L’uomo sostiene di essere finito nel mirino di un clan di connazionali che a Torino gestisce alcuni banchi al mercato di Porta Palazzo e svariate attività. Si parla di circa ottocento persone, secondo uno dei testimoni ascoltati nel processo che vede imputati S.H., il capoclan, e suo nipote M.H., accusati entrambi di tentata violenza privata. I due, secondo la Procura, avrebbero minacciato l’imprenditore per “convincerlo” a non rivelare tutto ciò che sapeva su possibili mandanti ed esecutori dell’incendio subito nel novembre 2018 dalla sua abitazione di Pogliola. Poco dopo il rogo i carabinieri avevano sorpreso nelle vicinanze della casa il fratello di M.H. e altri due egiziani,
tutti in seguito processati e condannati.
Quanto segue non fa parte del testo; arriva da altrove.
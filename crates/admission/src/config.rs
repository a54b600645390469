//! Admission control configuration.

use serde::{Deserialize, Serialize};
use std::collections::HashMap;
use std::time::Duration;

use ingest_core::limits::{DEFAULT_INLINE_CAP_BYTES, DEFAULT_MAX_FETCH_BYTES};
use ingest_core::{Error, Gateways, Result};

/// Proxy pool entry meaning "connect directly".
pub const DIRECT: &str = "direct";

#[derive(Debug, Clone, Serialize, Deserialize)]
pub struct AdmissionConfig {
    /// Minimum spacing between grants to one origin
    #[serde(default = "default_min_interval_ms")]
    pub min_interval_ms: u64,
    /// Per-origin overrides of `min_interval_ms`, keyed by origin
    #[serde(default)]
    pub origin_intervals_ms: HashMap<String, u64>,
    /// Retry queue scan period
    #[serde(default = "default_retry_tick_ms")]
    pub retry_tick_ms: u64,
    /// Cooldown used when a 429 carries no usable Retry-After
    #[serde(default = "default_retry_after_secs")]
    pub default_retry_after_secs: u64,
    /// Upper bound on honoured Retry-After values
    #[serde(default = "default_max_retry_after_secs")]
    pub max_retry_after_secs: u64,
    /// Egress pool; `direct` (or an empty list) means no proxy
    #[serde(default)]
    pub proxies: Vec<String>,
    #[serde(default = "default_request_timeout_secs")]
    pub request_timeout_secs: u64,
    #[serde(default = "default_max_fetch_bytes")]
    pub max_fetch_bytes: usize,
    /// Cap on decoded inline `data:` payloads
    #[serde(default = "default_inline_cap_bytes")]
    pub inline_cap_bytes: usize,
    #[serde(default)]
    pub gateways: Gateways,
    /// Header carrying the worker credential on gateway requests
    #[serde(default)]
    pub gateway_auth_header: Option<String>,
    #[serde(default = "default_user_agent")]
    pub user_agent: String,
}

fn default_min_interval_ms() -> u64 {
    250
}

fn default_retry_tick_ms() -> u64 {
    1000
}

fn default_retry_after_secs() -> u64 {
    10
}

fn default_max_retry_after_secs() -> u64 {
    3600
}

fn default_request_timeout_secs() -> u64 {
    60
}

fn default_max_fetch_bytes() -> usize {
    DEFAULT_MAX_FETCH_BYTES
}

fn default_inline_cap_bytes() -> usize {
    DEFAULT_INLINE_CAP_BYTES
}

fn default_user_agent() -> String {
    concat!("nft-media-pipeline/", env!("CARGO_PKG_VERSION")).to_string()
}

impl Default for AdmissionConfig {
    fn default() -> Self {
        Self {
            min_interval_ms: default_min_interval_ms(),
            origin_intervals_ms: HashMap::new(),
            retry_tick_ms: default_retry_tick_ms(),
            default_retry_after_secs: default_retry_after_secs(),
            max_retry_after_secs: default_max_retry_after_secs(),
            proxies: Vec::new(),
            request_timeout_secs: default_request_timeout_secs(),
            max_fetch_bytes: default_max_fetch_bytes(),
            inline_cap_bytes: default_inline_cap_bytes(),
            gateways: Gateways::default(),
            gateway_auth_header: None,
            user_agent: default_user_agent(),
        }
    }
}

impl AdmissionConfig {
    pub fn min_interval(&self) -> Duration {
        Duration::from_millis(self.min_interval_ms)
    }

    pub fn retry_tick(&self) -> Duration {
        Duration::from_millis(self.retry_tick_ms.max(1))
    }

    pub fn request_timeout(&self) -> Duration {
        Duration::from_secs(self.request_timeout_secs)
    }

    /// Egress pool with blanks and `direct` normalized to `None`.
    pub fn egress_pool(&self) -> Vec<Option<String>> {
        let pool: Vec<Option<String>> = self
            .proxies
            .iter()
            .map(|p| p.trim())
            .map(|p| {
                if p.is_empty() || p.eq_ignore_ascii_case(DIRECT) {
                    None
                } else {
                    Some(p.to_string())
                }
            })
            .collect();
        if pool.is_empty() {
            vec![None]
        } else {
            pool
        }
    }

    pub fn validate(&self) -> Result<()> {
        if self.request_timeout_secs == 0 {
            return Err(Error::config("request_timeout_secs must be positive"));
        }
        if self.max_fetch_bytes == 0 || self.inline_cap_bytes == 0 {
            return Err(Error::config("payload caps must be positive"));
        }
        Ok(())
    }
}
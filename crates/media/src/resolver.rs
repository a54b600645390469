//! Canonical media kind resolution.
//!
//! Precedence: a supported declared format, then the locator's extension,
//! then content sniffing, then `png`.

use image::ImageFormat;
use ingest_core::MediaKind;

/// How far into a payload we look for an `<svg` root element.
const SVG_SNIFF_WINDOW: usize = 4096;

/// ISO BMFF brands that identify still-image containers, not video.
const STILL_IMAGE_BRANDS: &[&[u8; 4]] = &[b"avif", b"avis", b"heic", b"heix", b"mif1", b"msf1"];

/// Resolves the media kind of a payload.
///
/// An unsupported declared format is ignored rather than rejected.
pub fn resolve_format(
    declared: Option<&str>,
    locator_kind: Option<MediaKind>,
    bytes: &[u8],
) -> MediaKind {
    declared
        .and_then(MediaKind::from_declared)
        .or(locator_kind)
        .or_else(|| sniff(bytes))
        .unwrap_or(MediaKind::Png)
}

/// Identifies a payload from its leading bytes.
///
/// Returns [`MediaKind::UnknownBinary`] for recognised formats we don't
/// transcode and `None` when the bytes can't be identified at all.
pub fn sniff(bytes: &[u8]) -> Option<MediaKind> {
    if let Some(kind) = sniff_iso_bmff(bytes) {
        return Some(kind);
    }

    if let Ok(format) = image::guess_format(bytes) {
        return Some(match format {
            ImageFormat::Png => MediaKind::Png,
            ImageFormat::Jpeg => MediaKind::Jpeg,
            ImageFormat::Gif => MediaKind::Gif,
            ImageFormat::WebP => MediaKind::Webp,
            ImageFormat::Tiff => MediaKind::Tiff,
            _ => MediaKind::UnknownBinary,
        });
    }

    if looks_like_svg(bytes) {
        return Some(MediaKind::Svg);
    }

    if is_audio_container(bytes) {
        return Some(MediaKind::UnknownBinary);
    }

    None
}

fn sniff_iso_bmff(bytes: &[u8]) -> Option<MediaKind> {
    if bytes.len() < 12 || &bytes[4..8] != b"ftyp" {
        return None;
    }
    let brand = &bytes[8..12];
    if STILL_IMAGE_BRANDS.iter().any(|b| b.as_slice() == brand) {
        return Some(MediaKind::UnknownBinary);
    }
    match brand {
        b"qt  " | b"M4A " | b"M4B " => Some(MediaKind::UnknownBinary),
        _ => Some(MediaKind::Mp4),
    }
}

fn looks_like_svg(bytes: &[u8]) -> bool {
    let window = &bytes[..bytes.len().min(SVG_SNIFF_WINDOW)];
    let text = String::from_utf8_lossy(window);
    let text = text.trim_start_matches('\u{feff}').trim_start();
    if !text.starts_with('<') {
        return false;
    }
    text.to_ascii_lowercase().contains("<svg")
}

fn is_audio_container(bytes: &[u8]) -> bool {
    bytes.starts_with(b"ID3")
        || bytes.starts_with(b"OggS")
        || bytes.starts_with(b"fLaC")
        || (bytes.len() >= 12 && &bytes[0..4] == b"RIFF" && &bytes[8..12] == b"WAVE")
}
//! Transcoding configuration.

use serde::{Deserialize, Serialize};
use std::path::PathBuf;

use ingest_core::{Error, Result};

/// How mp4 sources are turned into thumbnails.
#[derive(Debug, Clone, Copy, PartialEq, Eq, Default, Serialize, Deserialize)]
#[serde(rename_all = "lowercase")]
pub enum VideoMode {
    /// Rescaled animated gif
    #[default]
    Gif,
    /// Single representative frame as png
    Frame,
}

/// Media transcoding configuration.
#[derive(Debug, Clone, Serialize, Deserialize)]
pub struct MediaConfig {
    /// Target width for raster and gif thumbnails
    #[serde(default = "default_thumbnail_width")]
    pub thumbnail_width: u32,
    /// Side of the square canvas svg sources are rasterized onto
    #[serde(default = "default_svg_canvas")]
    pub svg_canvas: u32,
    /// Pixel budget of a resized raster; taller sources are rejected
    #[serde(default = "default_max_output_pixels")]
    pub max_output_pixels: u64,
    #[serde(default)]
    pub video_mode: VideoMode,
    /// Width of gifs produced from mp4 sources
    #[serde(default = "default_video_gif_width")]
    pub video_gif_width: u32,
    #[serde(default = "default_video_fps")]
    pub video_fps: u32,
    #[serde(default = "default_ffmpeg_path")]
    pub ffmpeg_path: String,
    #[serde(default = "default_ffmpeg_timeout")]
    pub ffmpeg_timeout_secs: u64,
    /// Directory for scratch files; system temp dir when unset
    #[serde(default)]
    pub scratch_dir: Option<PathBuf>,
}

fn default_thumbnail_width() -> u32 {
    200
}

fn default_svg_canvas() -> u32 {
    512
}

fn default_max_output_pixels() -> u64 {
    4_000_000
}

fn default_video_gif_width() -> u32 {
    320
}

fn default_video_fps() -> u32 {
    10
}

fn default_ffmpeg_path() -> String {
    "ffmpeg".to_string()
}

fn default_ffmpeg_timeout() -> u64 {
    120
}

impl Default for MediaConfig {
    fn default() -> Self {
        Self {
            thumbnail_width: default_thumbnail_width(),
            svg_canvas: default_svg_canvas(),
            max_output_pixels: default_max_output_pixels(),
            video_mode: VideoMode::default(),
            video_gif_width: default_video_gif_width(),
            video_fps: default_video_fps(),
            ffmpeg_path: default_ffmpeg_path(),
            ffmpeg_timeout_secs: default_ffmpeg_timeout(),
            scratch_dir: None,
        }
    }
}

impl MediaConfig {
    pub fn validate(&self) -> Result<()> {
        if self.thumbnail_width == 0 || self.svg_canvas == 0 || self.video_gif_width == 0 {
            return Err(Error::config("thumbnail dimensions must be positive"));
        }
        if self.max_output_pixels < u64::from(self.thumbnail_width) {
            return Err(Error::config("max_output_pixels is below one thumbnail row"));
        }
        if self.video_fps == 0 {
            return Err(Error::config("video_fps must be positive"));
        }
        if self.ffmpeg_path.trim().is_empty() {
            return Err(Error::config("ffmpeg_path is empty"));
        }
        Ok(())
    }
}
//! Thumbnail transcoding.
//!
//! `transcode(bytes, kind)` never touches the network. Raster and svg work
//! runs on the blocking pool; a panic inside a codec surfaces as
//! [`Error::Transcode`] instead of tearing down the worker.

use image::imageops::FilterType;
use image::{DynamicImage, ImageFormat};
use resvg::{tiny_skia, usvg};
use std::io::Cursor;
use std::time::Duration;
use tracing::debug;

use ingest_core::{Error, MediaKind, Result};

use crate::config::{MediaConfig, VideoMode};
use crate::ffmpeg::{Ffmpeg, FfmpegJob};

/// Transcoded output.
#[derive(Debug, Clone, PartialEq, Eq)]
pub struct Thumbnail {
    pub bytes: Vec<u8>,
    pub kind: MediaKind,
}

/// Turns media payloads into thumbnails.
#[derive(Debug, Clone)]
pub struct Transcoder {
    config: MediaConfig,
    ffmpeg: Ffmpeg,
}

impl Transcoder {
    pub fn new(config: MediaConfig) -> Self {
        let ffmpeg = Ffmpeg::new(
            config.ffmpeg_path.clone(),
            Duration::from_secs(config.ffmpeg_timeout_secs),
            config.scratch_dir.clone(),
        );
        Self { config, ffmpeg }
    }

    pub fn config(&self) -> &MediaConfig {
        &self.config
    }

    /// Kind a thumbnail of `kind` is emitted as.
    pub fn output_kind(&self, kind: MediaKind) -> MediaKind {
        match kind {
            MediaKind::Svg => MediaKind::Png,
            MediaKind::Mp4 => match self.config.video_mode {
                VideoMode::Gif => MediaKind::Gif,
                VideoMode::Frame => MediaKind::Png,
            },
            other => other,
        }
    }

    /// Transcodes `bytes` of the given kind into a thumbnail.
    pub async fn transcode(&self, bytes: Vec<u8>, kind: MediaKind) -> Result<Thumbnail> {
        if bytes.is_empty() {
            return Err(Error::transcode("empty payload"));
        }

        let output_kind = self.output_kind(kind);
        let out = match kind {
            MediaKind::Jpeg | MediaKind::Png | MediaKind::Webp | MediaKind::Tiff => {
                let width = self.config.thumbnail_width;
                let max_pixels = self.config.max_output_pixels;
                blocking(move || resize_raster(&bytes, kind, width, max_pixels)).await?
            }
            MediaKind::Svg => {
                let canvas = self.config.svg_canvas;
                blocking(move || rasterize_svg(&bytes, canvas)).await?
            }
            MediaKind::Gif => {
                let job = FfmpegJob::RescaleGif {
                    width: self.config.thumbnail_width,
                };
                self.ffmpeg.run(&job, &bytes).await?
            }
            MediaKind::Mp4 => {
                let job = match self.config.video_mode {
                    VideoMode::Gif => FfmpegJob::VideoToGif {
                        width: self.config.video_gif_width,
                        fps: self.config.video_fps,
                    },
                    VideoMode::Frame => FfmpegJob::VideoFrame {
                        width: self.config.thumbnail_width,
                    },
                };
                self.ffmpeg.run(&job, &bytes).await?
            }
            MediaKind::UnknownBinary => bytes,
        };

        debug!(kind = %kind, output = %output_kind, size = out.len(), "Transcoded payload");
        Ok(Thumbnail {
            bytes: out,
            kind: output_kind,
        })
    }
}

async fn blocking<F>(f: F) -> Result<Vec<u8>>
where
    F: FnOnce() -> Result<Vec<u8>> + Send + 'static,
{
    match tokio::task::spawn_blocking(f).await {
        Ok(result) => result,
        Err(e) if e.is_panic() => Err(Error::transcode("codec panicked")),
        Err(e) => Err(Error::transcode(format!("codec task failed: {e}"))),
    }
}

fn image_format(kind: MediaKind) -> Option<ImageFormat> {
    match kind {
        MediaKind::Jpeg => Some(ImageFormat::Jpeg),
        MediaKind::Png => Some(ImageFormat::Png),
        MediaKind::Webp => Some(ImageFormat::WebP),
        MediaKind::Tiff => Some(ImageFormat::Tiff),
        _ => None,
    }
}

/// Resizes to `width`, keeping aspect ratio, and re-encodes as `kind`.
///
/// Fails before allocating when the output would exceed `max_pixels`.
pub fn resize_raster(bytes: &[u8], kind: MediaKind, width: u32, max_pixels: u64) -> Result<Vec<u8>> {
    let format = image_format(kind)
        .ok_or_else(|| Error::transcode(format!("{kind} is not a raster kind")))?;

    let img = image::load_from_memory(bytes)
        .or_else(|_| image::load_from_memory_with_format(bytes, format))
        .map_err(|e| Error::transcode(format!("failed to decode {kind}: {e}")))?;

    let (w, h) = (img.width().max(1), img.height().max(1));
    let height = ((u64::from(h) * u64::from(width) + u64::from(w) / 2) / u64::from(w)).max(1);
    if height.saturating_mul(u64::from(width)) > max_pixels {
        return Err(Error::transcode(format!(
            "image dimensions exceed limit: {w}x{h} resizes to {width}x{height}"
        )));
    }
    let height = u32::try_from(height)
        .map_err(|_| Error::transcode("image dimensions exceed limit"))?;
    let resized = img.resize_exact(width, height, FilterType::Lanczos3);

    // Encoders differ in the color types they accept.
    let resized = match kind {
        MediaKind::Jpeg => DynamicImage::ImageRgb8(resized.to_rgb8()),
        MediaKind::Webp | MediaKind::Tiff => DynamicImage::ImageRgba8(resized.to_rgba8()),
        _ => resized,
    };

    let mut out = Cursor::new(Vec::new());
    resized
        .write_to(&mut out, format)
        .map_err(|e| Error::transcode(format!("failed to encode {kind}: {e}")))?;
    Ok(out.into_inner())
}

/// Renders an svg document onto a square canvas, scaled to fit and centered.
pub fn rasterize_svg(bytes: &[u8], canvas: u32) -> Result<Vec<u8>> {
    let tree = usvg::Tree::from_data(bytes, &usvg::Options::default())
        .map_err(|e| Error::transcode(format!("failed to parse svg: {e}")))?;

    let mut pixmap = tiny_skia::Pixmap::new(canvas, canvas)
        .ok_or_else(|| Error::transcode("invalid svg canvas size"))?;

    let size = tree.size();
    let side = canvas as f32;
    let scale = (side / size.width()).min(side / size.height());
    let tx = (side - size.width() * scale) / 2.0;
    let ty = (side - size.height() * scale) / 2.0;
    let transform = tiny_skia::Transform::from_row(scale, 0.0, 0.0, scale, tx, ty);

    resvg::render(&tree, transform, &mut pixmap.as_mut());

    pixmap
        .encode_png()
        .map_err(|e| Error::transcode(format!("failed to encode png: {e}")))
}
Tutto sarebbe scaturito dai dissidi tra la vittima dell’attentato incendiario e i due fratelli riguardo alla compravendita di una locale kebab a Mondovì. Secondo la parte offesa, i fratelli avrebbero organizzato una finta vendita con un connazionale, utilizzato come prestanome: quest’ultimo però avrebbe a sua volta ceduto il locale a un altro gestore, venendo meno al tacito accordo e trasferendosi in Germania con il ricavato dell’operazione. I fratelli accusavano lui, titolare di una cooperativa di servizi e di un minimarket a Cuneo, di aver fatto da intermediario, incassando anche una certa somma sulla vendita.
Il giorno dopo l’incendio, l’imprenditore si era recato a lavorare. All’uscita dal minimarket, intorno alle ore 12, sarebbe stato avvicinato da M.H. e da S.H.: “Mi avevano fatto vedere la pistola, poi M.H. aveva detto ‘se non togli la denuncia ammazzo te e i tuoi figli’. Da quel giorno ho ricevuto tante telefonate da numeri sconosciuti, erano loro parenti e dicevano di parlare a nome loro. Ora ho cambiato casa e non sanno dove abito”. La presunta vittima afferma di aver subito riconosciuto il più giovane dei due, M.H., perché titolare di un ristorante a Torino presso il quale lui era solito mangiare. Il più anziano, invece, sarebbe il capo famiglia: “Lui risolve problemi, - ha spiegato un altro testimone - se qualcuno del clan litiga con persone di altre famiglie si va da S.H. perché faccia da giudice e paciere. Non lo fa per denaro”.
Nell’ultima udienza entrambi gli imputati hanno risposto alle domande del giudice e delle parti. “Ho saputo dell’incendio e dell’arresto di mio fratello la sera stessa” ha affermato M.H., negando di essere il mandante del rogo: la parte offesa aveva detto tra l’altro di aver ricevuto una sua telefonata di minacce la notte prima dell’azione punitiva. Gli imputati sostengono di essere venuti nella Granda due volte, nei giorni successivi, in entrambi i casi viaggiando in treno da Porta Nuova. L’intento - a loro dire - era solo quello di mettersi in contatto con un avvocato e attendere la scarcerazione del parente arrestato.
La discussione finale del processo è in programma il 24 marzo.